Aim of the task:
Each line of the listing below must be returned exactly.

Provided entries:
━━━━━━━━━━━━━━━━━━━━━━━━━━━━━━
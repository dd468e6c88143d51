use super::appeal::EntityRef;
use super::verdict::Verdict;
use chrono::{DateTime, Utc};
use serde::Serialize;

/// Which action produced a verdict.
#[derive(Debug, Clone, Copy, Serialize, PartialEq, Eq)]
pub enum Phase {
    CheckIn,
    CheckOut,
    Completion,
    ManualReview,
    Appeal,
}

impl Phase {
    pub fn to_db_str(&self) -> &'static str {
        match self {
            Phase::CheckIn => "check_in",
            Phase::CheckOut => "check_out",
            Phase::Completion => "completion",
            Phase::ManualReview => "manual_review",
            Phase::Appeal => "appeal",
        }
    }

    pub fn from_db_str(s: &str) -> Option<Self> {
        match s {
            "check_in" => Some(Phase::CheckIn),
            "check_out" => Some(Phase::CheckOut),
            "completion" => Some(Phase::Completion),
            "manual_review" => Some(Phase::ManualReview),
            "appeal" => Some(Phase::Appeal),
            _ => None,
        }
    }
}

/// One row of a record's verdict history.
#[derive(Debug, Clone, Serialize)]
pub struct VerificationEntry {
    pub id: i64,
    pub entity: EntityRef,
    pub phase: Phase,
    pub verdict: Verdict,
    pub distance_meters: Option<f64>,
    pub accuracy_meters: Option<f64>,
    pub lat: Option<f64>,
    pub lng: Option<f64>,
    pub actor_id: i64,
    pub note: Option<String>,
    pub recorded_at: DateTime<Utc>,
}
━━━━━━━━━━━━━━━━━━━━━━━━━━━━━━
Reply:
repository dd468e6c88143d51
use super::appeal::EntityRef;
use super::verdict::Verdict;
use chrono::{DateTime, Utc};
use serde::Serialize;

/// Which action produced a verdict.
#[derive(Debug, Clone, Copy, Serialize, PartialEq, Eq)]
pub enum Phase {
    CheckIn,
    CheckOut,
    Completion,
    ManualReview,
    Appeal,
}

impl Phase {
    pub fn to_db_str(&self) -> &'static str {
        match self {
            Phase::CheckIn => "check_in",
            Phase::CheckOut => "check_out",
            Phase::Completion => "completion",
            Phase::ManualReview => "manual_review",
            Phase::Appeal => "appeal",
        }
    }

    pub fn from_db_str(s: &str) -> Option<Self> {
        match s {
            "check_in" => Some(Phase::CheckIn),
            "check_out" => Some(Phase::CheckOut),
            "completion" => Some(Phase::Completion),
            "manual_review" => Some(Phase::ManualReview),
            "appeal" => Some(Phase::Appeal),
            _ => None,
        }
    }
}

/// One row of a record's verdict history.
#[derive(Debug, Clone, Serialize)]
pub struct VerificationEntry {
    pub id: i64,
    pub entity: EntityRef,
    pub phase: Phase,
    pub verdict: Verdict,
    pub distance_meters: Option<f64>,
    pub accuracy_meters: Option<f64>,
    pub lat: Option<f64>,
    pub lng: Option<f64>,
    pub actor_id: i64,
    pub note: Option<String>,
    pub recorded_at: DateTime<Utc>,
}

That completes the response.